(WHAT YOU ARE ASKED TO DO): Find the word "Returns" below. Copy each line that has it.

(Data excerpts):
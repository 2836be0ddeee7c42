//! Deterministic fault injection.

use crate::config::FaultConfig;
use bulkwrite_protocol::{EntryStatus, Status, StatusCode};
use rand::rngs::StdRng;
use rand::seq::SliceRandom;
use rand::{Rng, SeedableRng};
use std::collections::VecDeque;

/// What happens to one entry of a request.
#[derive(Debug, Clone, Copy, PartialEq, Eq)]
pub enum EntryFault {
    /// Applied and confirmed.
    None,
    /// Rejected with a transient status; not applied.
    Transient,
    /// Applied, but reported with a transient status.
    LostAck,
    /// Rejected with a permanent status; not applied.
    Permanent,
}

impl EntryFault {
    /// Whether the entry is written to the table.
    pub fn applies(&self) -> bool {
        matches!(self, EntryFault::None | EntryFault::LostAck)
    }

    /// The status reported for a faulted entry, if any.
    pub fn status(&self) -> Option<Status> {
        match self {
            EntryFault::None => None,
            EntryFault::Transient => Some(Status::unavailable("injected transient failure")),
            EntryFault::LostAck => Some(Status::new(
                StatusCode::DeadlineExceeded,
                "injected lost acknowledgement",
            )),
            EntryFault::Permanent => Some(Status::new(
                StatusCode::FailedPrecondition,
                "injected permanent failure",
            )),
        }
    }
}

/// Draws faults from a seeded RNG.
pub struct FaultInjector {
    config: FaultConfig,
    rng: StdRng,
    call_failures: VecDeque<Status>,
}

impl FaultInjector {
    /// Creates an injector for `config`.
    pub fn new(config: FaultConfig) -> Self {
        Self {
            rng: StdRng::seed_from_u64(config.seed),
            call_failures: config.call_failures.iter().cloned().collect(),
            config,
        }
    }

    /// Returns the next scripted call failure, if any are left.
    pub fn next_call_failure(&mut self) -> Option<Status> {
        self.call_failures.pop_front()
    }

    /// Draws the fault for one entry.
    pub fn entry_fault(&mut self) -> EntryFault {
        if self.config.transient_rate == 0.0
            && self.config.lost_ack_rate == 0.0
            && self.config.permanent_rate == 0.0
        {
            return EntryFault::None;
        }
        let roll: f64 = self.rng.gen();
        let mut threshold = self.config.transient_rate;
        if roll < threshold {
            return EntryFault::Transient;
        }
        threshold += self.config.lost_ack_rate;
        if roll < threshold {
            return EntryFault::LostAck;
        }
        threshold += self.config.permanent_rate;
        if roll < threshold {
            return EntryFault::Permanent;
        }
        EntryFault::None
    }

    /// Decides whether a call over `entries` entries is cut short, and if so
    /// how many entry statuses are delivered before the cut.
    pub fn truncation(&mut self, entries: usize) -> Option<usize> {
        if entries == 0 || self.config.truncate_rate == 0.0 {
            return None;
        }
        if !self.rng.gen_bool(self.config.truncate_rate.clamp(0.0, 1.0)) {
            return None;
        }
        Some(self.rng.gen_range(0..entries))
    }

    /// Reorders `statuses` when shuffling is enabled.
    pub fn reorder(&mut self, statuses: &mut [EntryStatus]) {
        if self.config.shuffle {
            statuses.shuffle(&mut self.rng);
        }
    }
}

#[cfg(test)]
mod tests {
    use super::*;

    #[test]
    fn quiet_config_never_faults() {
        let mut injector = FaultInjector::new(FaultConfig::default());
        for _ in 0..100 {
            assert_eq!(injector.entry_fault(), EntryFault::None);
        }
        assert!(injector.truncation(10).is_none());
        assert!(injector.next_call_failure().is_none());
    }

    #[test]
    fn certain_faults_always_fire() {
        let mut injector = FaultInjector::new(FaultConfig::seeded(1).with_transient_rate(1.0));
        assert!((0..50).all(|_| injector.entry_fault() == EntryFault::Transient));

        let mut injector = FaultInjector::new(FaultConfig::seeded(1).with_truncate_rate(1.0));
        for _ in 0..50 {
            let cut = injector.truncation(5).unwrap();
            assert!(cut < 5);
        }
        assert!(injector.truncation(0).is_none());
    }

    #[test]
    fn same_seed_same_faults() {
        let config = FaultConfig::seeded(42)
            .with_transient_rate(0.3)
            .with_lost_ack_rate(0.2)
            .with_permanent_rate(0.1);
        let mut a = FaultInjector::new(config.clone());
        let mut b = FaultInjector::new(config);
        let left: Vec<EntryFault> = (0..200).map(|_| a.entry_fault()).collect();
        let right: Vec<EntryFault> = (0..200).map(|_| b.entry_fault()).collect();
        assert_eq!(left, right);
        assert!(left.contains(&EntryFault::Transient));
        assert!(left.contains(&EntryFault::None));
    }

    #[test]
    fn scripted_call_failures_in_order() {
        let mut injector = FaultInjector::new(
            FaultConfig::default()
                .with_call_failure(Status::unavailable("one"))
                .with_call_failure(Status::unavailable("two")),
        );
        assert_eq!(injector.next_call_failure().unwrap().message, "one");
        assert_eq!(injector.next_call_failure().unwrap().message, "two");
        assert!(injector.next_call_failure().is_none());
    }

    #[test]
    fn fault_semantics() {
        assert!(EntryFault::None.applies());
        assert!(EntryFault::LostAck.applies());
        assert!(!EntryFault::Transient.applies());
        assert!(!EntryFault::Permanent.applies());
        assert!(EntryFault::None.status().is_none());
        assert_eq!(
            EntryFault::LostAck.status().unwrap().code,
            StatusCode::DeadlineExceeded
        );
    }

    #[test]
    fn shuffle_keeps_entries() {
        let mut injector = FaultInjector::new(FaultConfig::seeded(3).with_shuffle());
        let mut statuses: Vec<EntryStatus> =
            (0..20).map(|i| EntryStatus::new(i, Status::ok())).collect();
        injector.reorder(&mut statuses);
        let mut indices: Vec<i64> = statuses.iter().map(|s| s.index).collect();
        indices.sort_unstable();
        assert_eq!(indices, (0..20).collect::<Vec<_>>());
    }
}
//! MutateRows request handling.

use crate::config::EmulatorConfig;
use crate::error::EmulatorError;
use crate::faults::{EntryFault, FaultInjector};
use crate::table::Table;
use bulkwrite_protocol::{EntryStatus, MutateRowsRequest, MutateRowsResponse, Status};
use parking_lot::{Mutex, RwLock};
use std::sync::Arc;
use tracing::{debug, trace};

/// Counters kept by the emulator.
#[derive(Debug, Clone, Default, PartialEq, Eq)]
pub struct EmulatorStats {
    /// Calls received.
    pub calls: u64,
    /// Entries received across all calls.
    pub entries_received: u64,
    /// Entries written to the table.
    pub entries_applied: u64,
    /// Entries that received an injected fault.
    pub faults_injected: u64,
    /// Calls whose stream was cut short.
    pub truncated_calls: u64,
    /// Calls failed before touching the table.
    pub failed_calls: u64,
}

/// The result of one call: the response messages and the final status.
#[derive(Debug, Clone, PartialEq, Eq)]
pub struct CallOutcome {
    /// Response messages, in delivery order.
    pub responses: Vec<MutateRowsResponse>,
    /// Final call status.
    pub status: Status,
}

impl CallOutcome {
    /// A call that failed without delivering any response.
    pub fn failed(status: Status) -> Self {
        Self {
            responses: Vec::new(),
            status,
        }
    }

    /// Number of entry statuses delivered.
    pub fn delivered(&self) -> usize {
        self.responses.iter().map(|r| r.entries.len()).sum()
    }
}

/// State shared by every call.
pub struct HandlerContext {
    /// Emulator configuration.
    pub config: EmulatorConfig,
    /// The served table.
    pub table: Arc<Table>,
    faults: Mutex<FaultInjector>,
    stats: RwLock<EmulatorStats>,
}

impl HandlerContext {
    /// Creates a context with an empty table.
    pub fn new(config: EmulatorConfig) -> Self {
        let table = Arc::new(Table::new(config.column_families.iter().cloned()));
        Self::with_table(config, table)
    }

    /// Creates a context serving an existing table.
    pub fn with_table(config: EmulatorConfig, table: Arc<Table>) -> Self {
        Self {
            faults: Mutex::new(FaultInjector::new(config.faults.clone())),
            stats: RwLock::new(EmulatorStats::default()),
            config,
            table,
        }
    }

    /// Returns a snapshot of the counters.
    pub fn stats(&self) -> EmulatorStats {
        self.stats.read().clone()
    }
}

/// Handler for MutateRows calls.
pub struct RequestHandler {
    context: Arc<HandlerContext>,
}

impl RequestHandler {
    /// Creates a new request handler.
    pub fn new(context: Arc<HandlerContext>) -> Self {
        Self { context }
    }

    /// Serves one call.
    ///
    /// Entries are applied in request order; faults decide which of them are
    /// written and which status each one reports. Statuses are then reordered,
    /// possibly truncated, and split into response messages.
    pub fn handle_mutate_rows(&self, request: &MutateRowsRequest) -> CallOutcome {
        let context = &self.context;
        {
            let mut stats = context.stats.write();
            stats.calls += 1;
            stats.entries_received += request.len() as u64;
        }

        if request.table_name != context.config.table_name {
            context.stats.write().failed_calls += 1;
            return CallOutcome::failed(
                EmulatorError::UnknownTable(request.table_name.clone()).to_status(),
            );
        }

        let mut faults = context.faults.lock();
        if let Some(status) = faults.next_call_failure() {
            debug!(%status, "failing call as scripted");
            context.stats.write().failed_calls += 1;
            return CallOutcome::failed(status);
        }

        let mut applied = 0u64;
        let mut injected = 0u64;
        let mut statuses = Vec::with_capacity(request.len());
        for (index, entry) in request.entries.iter().enumerate() {
            let fault = faults.entry_fault();
            if fault != EntryFault::None {
                injected += 1;
            }
            let status = if fault.applies() {
                match context.table.apply(entry) {
                    Ok(()) => {
                        applied += 1;
                        fault.status().unwrap_or_else(Status::ok)
                    }
                    Err(e) => e.to_status(),
                }
            } else {
                fault.status().unwrap_or_else(Status::ok)
            };
            trace!(index, ?fault, %status, "entry processed");
            statuses.push(EntryStatus::new(index as i64, status));
        }

        faults.reorder(&mut statuses);
        let mut call_status = Status::ok();
        if let Some(cut) = faults.truncation(statuses.len()) {
            debug!(
                delivered = cut,
                entries = statuses.len(),
                "truncating response stream"
            );
            statuses.truncate(cut);
            call_status = Status::unavailable("injected stream reset (RST_STREAM)");
            context.stats.write().truncated_calls += 1;
        }
        drop(faults);

        {
            let mut stats = context.stats.write();
            stats.entries_applied += applied;
            stats.faults_injected += injected;
        }

        let responses = statuses
            .chunks(context.config.max_entries_per_response.max(1))
            .map(|chunk| MutateRowsResponse::new(chunk.to_vec()))
            .collect();
        CallOutcome {
            responses,
            status: call_status,
        }
    }
}
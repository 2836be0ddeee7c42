//! In-memory table storage.

use crate::error::{EmulatorError, EmulatorResult};
use bulkwrite_protocol::{Mutation, SingleRowMutation, TimestampRange, SERVER_SET_TIMESTAMP};
use bytes::Bytes;
use parking_lot::{Mutex, RwLock};
use std::collections::{BTreeMap, BTreeSet};
use std::time::{SystemTime, UNIX_EPOCH};

/// One version of a cell.
#[derive(Debug, Clone, PartialEq, Eq)]
pub struct Cell {
    /// Version timestamp in microseconds.
    pub timestamp_micros: i64,
    /// Cell value.
    pub value: Bytes,
}

/// Column address inside a row: family and qualifier.
type ColumnKey = (String, Bytes);

/// Cell versions of one column, newest first.
type Versions = Vec<Cell>;

/// A row: every column with at least one version.
pub type Row = BTreeMap<ColumnKey, Versions>;

/// An in-memory table.
///
/// Rows are kept in key order. Writing a cell with a timestamp that already
/// exists in its column overwrites that version, so a replayed write with an
/// explicit timestamp leaves the table unchanged. Server-assigned timestamps
/// are strictly increasing, so a replayed write using them adds a version.
pub struct Table {
    families: BTreeSet<String>,
    rows: RwLock<BTreeMap<Bytes, Row>>,
    last_timestamp: Mutex<i64>,
}

impl Table {
    /// Creates an empty table with the given column families.
    pub fn new<I, S>(families: I) -> Self
    where
        I: IntoIterator<Item = S>,
        S: Into<String>,
    {
        Self {
            families: families.into_iter().map(Into::into).collect(),
            rows: RwLock::new(BTreeMap::new()),
            last_timestamp: Mutex::new(0),
        }
    }

    /// Returns true if the table has the column family.
    pub fn has_family(&self, family: &str) -> bool {
        self.families.contains(family)
    }

    /// Applies every operation of `row` atomically.
    ///
    /// Nothing is written unless every operation is valid.
    pub fn apply(&self, row: &SingleRowMutation) -> EmulatorResult<()> {
        row.validate()?;
        for mutation in &row.mutations {
            if let Some(family) = mutation.family() {
                if !self.has_family(family) {
                    return Err(EmulatorError::UnknownColumnFamily(family.to_string()));
                }
            }
            if let Mutation::SetCell {
                timestamp_micros, ..
            } = mutation
            {
                if *timestamp_micros < SERVER_SET_TIMESTAMP {
                    return Err(EmulatorError::InvalidRequest(format!(
                        "invalid timestamp {timestamp_micros}"
                    )));
                }
            }
        }

        let mut rows = self.rows.write();
        let mut columns = rows.remove(&row.row_key).unwrap_or_default();
        for mutation in &row.mutations {
            match mutation {
                Mutation::SetCell {
                    family,
                    column,
                    timestamp_micros,
                    value,
                } => {
                    let timestamp = if *timestamp_micros == SERVER_SET_TIMESTAMP {
                        self.next_server_timestamp()
                    } else {
                        *timestamp_micros
                    };
                    let versions = columns
                        .entry((family.clone(), column.clone()))
                        .or_default();
                    write_version(versions, timestamp, value.clone());
                }
                Mutation::DeleteFromColumn {
                    family,
                    column,
                    range,
                } => {
                    let key = (family.clone(), column.clone());
                    if let Some(versions) = columns.get_mut(&key) {
                        delete_versions(versions, range);
                        if versions.is_empty() {
                            columns.remove(&key);
                        }
                    }
                }
                Mutation::DeleteFromFamily { family } => {
                    columns.retain(|(f, _), _| f != family);
                }
                Mutation::DeleteFromRow => columns.clear(),
            }
        }
        if !columns.is_empty() {
            rows.insert(row.row_key.clone(), columns);
        }
        Ok(())
    }

    /// Returns a copy of a row.
    pub fn read_row(&self, row_key: &[u8]) -> Option<Row> {
        self.rows.read().get(row_key).cloned()
    }

    /// Returns the versions of one column, newest first.
    pub fn cell_versions(&self, row_key: &[u8], family: &str, column: &[u8]) -> Vec<Cell> {
        let rows = self.rows.read();
        rows.get(row_key)
            .and_then(|row| {
                row.iter()
                    .find(|((f, c), _)| f == family && &c[..] == column)
                    .map(|(_, versions)| versions.clone())
            })
            .unwrap_or_default()
    }

    /// Number of non-empty rows.
    pub fn row_count(&self) -> usize {
        self.rows.read().len()
    }

    /// Total number of cell versions across the table.
    pub fn cell_count(&self) -> usize {
        self.rows
            .read()
            .values()
            .flat_map(|row| row.values())
            .map(Vec::len)
            .sum()
    }

    /// Row keys in order.
    pub fn row_keys(&self) -> Vec<Bytes> {
        self.rows.read().keys().cloned().collect()
    }

    /// Strictly increasing wall-clock microseconds.
    fn next_server_timestamp(&self) -> i64 {
        let now = SystemTime::now()
            .duration_since(UNIX_EPOCH)
            .map(|d| i64::try_from(d.as_micros()).unwrap_or(i64::MAX))
            .unwrap_or(0);
        let mut last = self.last_timestamp.lock();
        *last = now.max(last.saturating_add(1));
        *last
    }
}

fn write_version(versions: &mut Versions, timestamp_micros: i64, value: Bytes) {
    match versions.binary_search_by(|cell| timestamp_micros.cmp(&cell.timestamp_micros)) {
        Ok(pos) => versions[pos].value = value,
        Err(pos) => versions.insert(
            pos,
            Cell {
                timestamp_micros,
                value,
            },
        ),
    }
}

fn delete_versions(versions: &mut Versions, range: &TimestampRange) {
    versions.retain(|cell| !range.contains(cell.timestamp_micros));
}

#[cfg(test)]
mod tests {
    use super::*;

    fn table() -> Table {
        Table::new(["cf", "meta"])
    }

    #[test]
    fn set_and_overwrite_explicit_timestamp() {
        let table = table();
        let write = SingleRowMutation::new("r", vec![Mutation::set_cell("cf", "q", 10, "a")]);
        table.apply(&write).unwrap();
        table.apply(&write).unwrap();

        let versions = table.cell_versions(b"r", "cf", b"q");
        assert_eq!(versions.len(), 1);
        assert_eq!(versions[0].value, Bytes::from_static(b"a"));

        let newer = SingleRowMutation::new("r", vec![Mutation::set_cell("cf", "q", 20, "b")]);
        table.apply(&newer).unwrap();
        let versions = table.cell_versions(b"r", "cf", b"q");
        assert_eq!(versions.len(), 2);
        assert_eq!(versions[0].timestamp_micros, 20);
    }

    #[test]
    fn server_timestamp_replay_adds_versions() {
        let table = table();
        let write =
            SingleRowMutation::new("r", vec![Mutation::set_cell_server_time("cf", "q", "v")]);
        table.apply(&write).unwrap();
        table.apply(&write).unwrap();

        let versions = table.cell_versions(b"r", "cf", b"q");
        assert_eq!(versions.len(), 2);
        assert!(versions[0].timestamp_micros > versions[1].timestamp_micros);
    }

    #[test]
    fn unknown_family_is_atomic() {
        let table = table();
        let write = SingleRowMutation::new(
            "r",
            vec![
                Mutation::set_cell("cf", "q", 1, "v"),
                Mutation::set_cell("nope", "q", 1, "v"),
            ],
        );
        let err = table.apply(&write).unwrap_err();
        assert!(matches!(err, EmulatorError::UnknownColumnFamily(f) if f == "nope"));
        assert_eq!(table.row_count(), 0);
    }

    #[test]
    fn deletes() {
        let table = table();
        table
            .apply(&SingleRowMutation::new(
                "r",
                vec![
                    Mutation::set_cell("cf", "a", 1, "1"),
                    Mutation::set_cell("cf", "a", 5, "5"),
                    Mutation::set_cell("cf", "b", 1, "1"),
                    Mutation::set_cell("meta", "m", 1, "1"),
                ],
            ))
            .unwrap();
        assert_eq!(table.cell_count(), 4);

        let range = TimestampRange {
            start_micros: 0,
            end_micros: 3,
        };
        table
            .apply(&SingleRowMutation::new(
                "r",
                vec![Mutation::delete_from_column("cf", "a", range)],
            ))
            .unwrap();
        assert_eq!(table.cell_versions(b"r", "cf", b"a").len(), 1);

        table
            .apply(&SingleRowMutation::new(
                "r",
                vec![Mutation::delete_from_family("cf")],
            ))
            .unwrap();
        assert_eq!(table.cell_count(), 1);

        table
            .apply(&SingleRowMutation::new("r", vec![Mutation::delete_from_row()]))
            .unwrap();
        assert_eq!(table.row_count(), 0);
        assert!(table.read_row(b"r").is_none());
    }

    #[test]
    fn rejects_invalid_rows() {
        let table = table();
        assert!(table
            .apply(&SingleRowMutation::new("", vec![Mutation::delete_from_row()]))
            .is_err());
        assert!(table
            .apply(&SingleRowMutation::new(
                "r",
                vec![Mutation::set_cell("cf", "q", -7, "v")]
            ))
            .is_err());
    }
}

(FINISHED EXERCISE):
    /// Returns the next scripted call failure, if any are left.
    /// Returns a snapshot of the counters.
    /// Returns true if the table has the column family.
    /// Returns a copy of a row.
    /// Returns the versions of one column, newest first.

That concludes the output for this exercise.